Assignment: In your reply, reproduce the lines from the first one below to the line containing "#[async_trait::async_trait]", inclusive, exactly as they stand.

Top of The input

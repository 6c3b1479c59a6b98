use sea_orm_migration::prelude::*;

mod m20250601_000001_create_customers;
mod m20250601_000002_create_bookings;
mod m20250601_000003_create_notification_log;
mod m20250601_000004_create_feedback_sessions;

pub struct Migrator;

#[async_trait::async_trait]
impl MigratorTrait for Migrator {
    fn migrations() -> Vec<Box<dyn MigrationTrait>> {
        vec![
            Box::new(m20250601_000001_create_customers::Migration),
            Box::new(m20250601_000002_create_bookings::Migration),
            Box::new(m20250601_000003_create_notification_log::Migration),
            Box::new(m20250601_000004_create_feedback_sessions::Migration),
        ]
    }
}
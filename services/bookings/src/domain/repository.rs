#![allow(async_fn_in_trait)]

use reserva_domain::booking::{BookingStatus, MessageKind};
use reserva_domain::id::{BookingCode, ChannelId};
use reserva_domain::phone::CanonicalPhone;
use reserva_domain::rating::Rating;

use crate::domain::types::{
    Booking, Customer, FeedbackSession, LinkWrite, NewBooking, NotificationLogEntry,
};
use crate::error::BookingsServiceError;

/// Repository for customers known on the messaging channel.
pub trait CustomerRepository: Send + Sync {
    /// Insert the customer if absent. Returns the stored row either way.
    async fn ensure(&self, channel_id: ChannelId) -> Result<Customer, BookingsServiceError>;

    async fn find_by_channel(
        &self,
        channel_id: ChannelId,
    ) -> Result<Option<Customer>, BookingsServiceError>;

    async fn find_by_phone(
        &self,
        phone: &CanonicalPhone,
    ) -> Result<Option<Customer>, BookingsServiceError>;

    /// Fails with `PhoneTaken` if another customer already holds `phone`.
    async fn update_phone(
        &self,
        channel_id: ChannelId,
        phone: &CanonicalPhone,
    ) -> Result<(), BookingsServiceError>;
}

/// Repository for bookings keyed by external code.
pub trait BookingRepository: Send + Sync {
    /// Insert-or-return-existing. The flag is `true` when this call inserted the row.
    async fn upsert_by_code(
        &self,
        booking: &NewBooking,
    ) -> Result<(Booking, bool), BookingsServiceError>;

    async fn get_by_code(&self, code: &BookingCode)
    -> Result<Option<Booking>, BookingsServiceError>;

    /// Move an `active` booking to `to`. Returns `false` if it was not active.
    async fn update_status(
        &self,
        code: &BookingCode,
        to: BookingStatus,
    ) -> Result<bool, BookingsServiceError>;

    /// Link an unlinked booking. Never overwrites an existing owner.
    async fn link_to_customer(
        &self,
        code: &BookingCode,
        customer: ChannelId,
    ) -> Result<LinkWrite, BookingsServiceError>;

    /// First write wins. Returns `false` if the booking already had a rating.
    async fn set_rating(
        &self,
        code: &BookingCode,
        rating: Rating,
    ) -> Result<bool, BookingsServiceError>;

    /// Bookings owned by `customer`, ordered by start time.
    async fn list_by_customer(
        &self,
        customer: ChannelId,
        active_only: bool,
    ) -> Result<Vec<Booking>, BookingsServiceError>;

    /// Active bookings with no owner whose reported phone is `phone`.
    async fn list_unlinked_by_phone(
        &self,
        phone: &CanonicalPhone,
    ) -> Result<Vec<Booking>, BookingsServiceError>;

    /// Active, linked bookings; candidates for lifecycle jobs on startup.
    async fn list_schedulable(&self) -> Result<Vec<Booking>, BookingsServiceError>;
}

/// Append-only log of outbound messages.
pub trait NotificationLogRepository: Send + Sync {
    async fn append(&self, entry: &NotificationLogEntry) -> Result<(), BookingsServiceError>;

    /// Most recent entry of `kind` sent to `customer`.
    async fn latest_for(
        &self,
        customer: ChannelId,
        kind: MessageKind,
    ) -> Result<Option<NotificationLogEntry>, BookingsServiceError>;

    async fn exists(
        &self,
        code: &BookingCode,
        kind: MessageKind,
    ) -> Result<bool, BookingsServiceError>;
}

/// Per-customer "awaiting rating" state.
pub trait FeedbackSessionRepository: Send + Sync {
    /// Replace any prior session for the customer.
    async fn put(&self, session: &FeedbackSession) -> Result<(), BookingsServiceError>;

    async fn get(
        &self,
        customer: ChannelId,
    ) -> Result<Option<FeedbackSession>, BookingsServiceError>;

    async fn clear(&self, customer: ChannelId) -> Result<(), BookingsServiceError>;
}

/// The whole record store, as one cloneable handle.
pub trait BookingStore:
    CustomerRepository
    + BookingRepository
    + NotificationLogRepository
    + FeedbackSessionRepository
    + Clone
{
}

impl<T> BookingStore for T where
    T: CustomerRepository
        + BookingRepository
        + NotificationLogRepository
        + FeedbackSessionRepository
        + Clone
{
}

/// Outbound message delivery on the messaging channel.
pub trait MessengerPort: Send + Sync {
    /// Fails with `DeliveryFailed`.
    async fn send(&self, to: ChannelId, text: &str) -> Result<(), BookingsServiceError>;
}

/// Remote calls into the reservation platform.
pub trait PlatformPort: Send + Sync {
    /// Fails with `PlatformUnavailable`.
    async fn cancel_booking(&self, code: &BookingCode) -> Result<(), BookingsServiceError>;
}
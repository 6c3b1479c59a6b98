use std::sync::Arc;

use crate::domain::repository::BookingRepository;
use crate::error::BookingsServiceError;
use crate::scheduler::LifecycleScheduler;

/// Rebuild the in-memory job registry from the store after a restart.
pub struct RestoreScheduleUseCase<R: BookingRepository> {
    pub repo: R,
    pub scheduler: Arc<LifecycleScheduler>,
}

impl<R: BookingRepository> RestoreScheduleUseCase<R> {
    /// Returns how many bookings got at least one job back.
    pub async fn execute(&self) -> Result<usize, BookingsServiceError> {
        let bookings = self.repo.list_schedulable().await?;
        let total = bookings.len();
        let restored = bookings
            .iter()
            .filter(|b| b.is_active() && b.customer_id.is_some())
            .map(|b| self.scheduler.schedule_lifecycle(b))
            .filter(|s| s.reminder.is_some() || s.feedback_request.is_some())
            .count();
        tracing::info!(candidates = total, restored, "lifecycle jobs restored");
        Ok(restored)
    }
}
use chrono::{Duration, TimeZone, Utc};

use reserva_bookings::domain::types::CancelOutcome;
use reserva_bookings::usecase::ingest::IngestOutcome;
use reserva_domain::booking::{BookingStatus, JobKind, MessageKind};
use reserva_domain::id::ChannelId;

use crate::helpers::{Harness, STAFF_CHANNEL, code};

// ── Created events ───────────────────────────────────────────────────────────

#[tokio::test]
async fn should_store_unlinked_booking_when_phone_is_unknown() {
    let h = Harness::new();

    let outcome = h.ingest().execute(h.created_ab12()).await.unwrap();

    assert_eq!(outcome, IngestOutcome::StoredUnlinked { code: code("AB12") });
    let stored = h.store.booking(&code("AB12")).unwrap();
    assert_eq!(stored.status, BookingStatus::Active);
    assert_eq!(stored.customer_id, None);
    assert_eq!(
        stored.client_phone.as_ref().map(|p| p.as_str()),
        Some("+79990000000")
    );
    assert!(h.scheduler.is_empty());
}

#[tokio::test]
async fn should_link_known_customer_and_schedule_both_jobs() {
    let h = Harness::new();
    let customer = h.customer(7, "+7 999 000 00 00").await;

    let outcome = h.ingest().execute(h.created_ab12()).await.unwrap();

    let IngestOutcome::Scheduled { code: c, customer: owner, jobs } = outcome else {
        panic!("expected Scheduled, got {outcome:?}");
    };
    assert_eq!(c, code("AB12"));
    assert_eq!(owner, customer);
    // 18:00 at +05:00 is 13:00 UTC.
    assert_eq!(
        jobs.reminder,
        Some(Utc.with_ymd_and_hms(2025, 7, 1, 12, 0, 0).unwrap())
    );
    assert_eq!(
        jobs.feedback_request,
        Some(Utc.with_ymd_and_hms(2025, 7, 1, 14, 0, 0).unwrap())
    );
    assert_eq!(h.store.booking(&c).unwrap().customer_id, Some(customer));

    let sent = h.messenger.sent_to(customer);
    assert_eq!(sent.len(), 1);
    assert!(sent[0].contains("confirmed"));
    assert!(sent[0].contains("01.07.2025 at 18:00"));
    assert_eq!(h.store.log_count(&c, MessageKind::BookingCreated), 1);
}

#[tokio::test]
async fn should_absorb_replayed_creation() {
    let h = Harness::new();
    let customer = h.customer(7, "89990000000").await;

    let first = h.ingest().execute(h.created_ab12()).await.unwrap();
    let second = h.ingest().execute(h.created_ab12()).await.unwrap();

    assert_eq!(first, second);
    assert_eq!(h.store.state.lock().unwrap().bookings.len(), 1);
    assert_eq!(h.scheduler.len(), 2);
    assert_eq!(h.messenger.sent_to(customer).len(), 1);
    assert_eq!(h.store.log_count(&code("AB12"), MessageKind::BookingCreated), 1);
}

#[tokio::test]
async fn should_skip_reminder_whose_time_has_passed() {
    let h = Harness::new();
    h.customer(7, "89990000000").await;
    h.clock
        .advance_to(Utc.with_ymd_and_hms(2025, 7, 1, 12, 30, 0).unwrap());

    let outcome = h.ingest().execute(h.created_ab12()).await.unwrap();

    let IngestOutcome::Scheduled { jobs, .. } = outcome else {
        panic!("expected Scheduled, got {outcome:?}");
    };
    assert_eq!(jobs.reminder, None);
    assert!(jobs.feedback_request.is_some());
    assert_eq!(h.scheduler.pending(&code("AB12"), JobKind::Reminder), None);
    assert_eq!(h.scheduler.len(), 1);
}

#[tokio::test]
async fn should_schedule_nothing_for_a_booking_already_over() {
    let h = Harness::new();
    h.customer(7, "89990000000").await;
    h.clock.advance(Duration::days(60));

    let outcome = h.ingest().execute(h.created_ab12()).await.unwrap();

    let IngestOutcome::Scheduled { jobs, .. } = outcome else {
        panic!("expected Scheduled, got {outcome:?}");
    };
    assert_eq!(jobs.reminder, None);
    assert_eq!(jobs.feedback_request, None);
    assert!(h.scheduler.is_empty());
}

#[tokio::test]
async fn should_pick_phone_from_custom_fields() {
    let h = Harness::new();
    let customer = h.customer(9, "+7 999 111 22 33").await;
    let event = h.fixture_event("contracts/webhooks/fields_phone.json", "newrega");

    let outcome = h.ingest().execute(event).await.unwrap();

    let IngestOutcome::Scheduled { code: c, customer: owner, .. } = outcome else {
        panic!("expected Scheduled, got {outcome:?}");
    };
    assert_eq!(c, code("48213"));
    assert_eq!(owner, customer);
    assert_eq!(
        h.store.booking(&c).unwrap().client_name.as_deref(),
        Some("Guest")
    );
}

#[tokio::test]
async fn should_not_fail_ingestion_when_confirmation_cannot_be_delivered() {
    let h = Harness::new();
    h.customer(7, "89990000000").await;
    h.messenger.set_failing(true);

    let outcome = h.ingest().execute(h.created_ab12()).await.unwrap();

    assert!(matches!(outcome, IngestOutcome::Scheduled { .. }));
    assert_eq!(h.store.log_count(&code("AB12"), MessageKind::BookingCreated), 0);
    assert_eq!(h.scheduler.len(), 2);
}

#[tokio::test]
async fn should_keep_existing_owner_when_another_customer_shares_the_phone() {
    let h = Harness::new();
    h.ingest().execute(h.created_ab12()).await.unwrap();
    let holder = ChannelId(5);
    h.store.set_owner(&code("AB12"), holder);
    h.customer(7, "89990000000").await;

    let outcome = h.ingest().execute(h.created_ab12()).await.unwrap();

    let IngestOutcome::Scheduled { customer: owner, jobs, .. } = outcome else {
        panic!("expected Scheduled, got {outcome:?}");
    };
    assert_eq!(owner, holder);
    assert!(jobs.reminder.is_some());
    assert_eq!(h.store.booking(&code("AB12")).unwrap().customer_id, Some(holder));
    assert_eq!(h.scheduler.len(), 2);
}

#[tokio::test]
async fn should_reschedule_code_linked_booking_on_replayed_create() {
    let h = Harness::new();
    h.ingest().execute(h.created_ab12()).await.unwrap();
    h.store_customer(42).await;
    h.link().execute(ChannelId(42), &code("AB12")).await.unwrap();
    assert_eq!(h.scheduler.len(), 2);

    let outcome = h.ingest().execute(h.created_ab12()).await.unwrap();

    let IngestOutcome::Scheduled { customer, jobs, .. } = outcome else {
        panic!("expected Scheduled, got {outcome:?}");
    };
    assert_eq!(customer, ChannelId(42));
    assert!(jobs.reminder.is_some());
    assert!(jobs.feedback_request.is_some());
    assert_eq!(
        h.store.booking(&code("AB12")).unwrap().customer_id,
        Some(ChannelId(42))
    );
    assert_eq!(h.scheduler.len(), 2);
}

// ── Cancelled events ─────────────────────────────────────────────────────────

#[tokio::test]
async fn should_cancel_booking_and_purge_its_jobs() {
    let h = Harness::new();
    let customer = h.customer(7, "89990000000").await;
    h.ingest().execute(h.created_ab12()).await.unwrap();
    assert_eq!(h.scheduler.len(), 2);

    let outcome = h.ingest().execute(h.cancelled_ab12()).await.unwrap();

    assert_eq!(
        outcome,
        IngestOutcome::Cancelled {
            code: code("AB12"),
            outcome: CancelOutcome::Cancelled { remote_synced: true },
        }
    );
    assert!(h.scheduler.is_empty());
    assert_eq!(
        h.store.booking(&code("AB12")).unwrap().status,
        BookingStatus::Cancelled
    );
    // Platform-originated: nothing to report back.
    assert!(h.platform.calls().is_empty());
    let sent = h.messenger.sent_to(customer);
    assert_eq!(sent.len(), 2);
    assert!(sent[1].contains("cancelled"));
}

#[tokio::test]
async fn should_store_cancellation_that_overtakes_its_creation() {
    let h = Harness::new();
    h.customer(7, "89990000000").await;

    let cancelled = h.ingest().execute(h.cancelled_ab12()).await.unwrap();
    let created = h.ingest().execute(h.created_ab12()).await.unwrap();

    assert_eq!(
        cancelled,
        IngestOutcome::Cancelled {
            code: code("AB12"),
            outcome: CancelOutcome::AlreadyCancelled,
        }
    );
    assert_eq!(
        created,
        IngestOutcome::Inactive {
            code: code("AB12"),
            status: BookingStatus::Cancelled,
        }
    );
    assert!(h.scheduler.is_empty());
}

#[tokio::test]
async fn should_treat_replayed_cancellation_as_already_cancelled() {
    let h = Harness::new();
    h.customer(7, "89990000000").await;
    h.ingest().execute(h.created_ab12()).await.unwrap();
    h.ingest().execute(h.cancelled_ab12()).await.unwrap();

    let replay = h.ingest().execute(h.cancelled_ab12()).await.unwrap();

    assert_eq!(
        replay,
        IngestOutcome::Cancelled {
            code: code("AB12"),
            outcome: CancelOutcome::AlreadyCancelled,
        }
    );
}

// ── Staff notices ────────────────────────────────────────────────────────────

#[tokio::test]
async fn should_notify_staff_once_per_new_booking_and_cancellation() {
    let h = Harness::new().with_staff_channel();

    h.ingest().execute(h.created_ab12()).await.unwrap();
    h.ingest().execute(h.created_ab12()).await.unwrap();
    h.ingest().execute(h.cancelled_ab12()).await.unwrap();
    h.ingest().execute(h.cancelled_ab12()).await.unwrap();

    let staff = h.messenger.sent_to(STAFF_CHANNEL);
    assert_eq!(staff.len(), 2);
    assert!(staff[0].starts_with("New booking"));
    assert!(staff[0].contains("Sum: 3500"));
    assert!(staff[0].contains("Customer in bot: no"));
    assert!(staff[1].starts_with("Booking cancelled"));
}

Bottom of The input

The completed task:
repository 6c3b1479c59a6b98
use sea_orm_migration::prelude::*;

mod m20250601_000001_create_customers;
mod m20250601_000002_create_bookings;
mod m20250601_000003_create_notification_log;
mod m20250601_000004_create_feedback_sessions;

pub struct Migrator;

#[async_trait::async_trait]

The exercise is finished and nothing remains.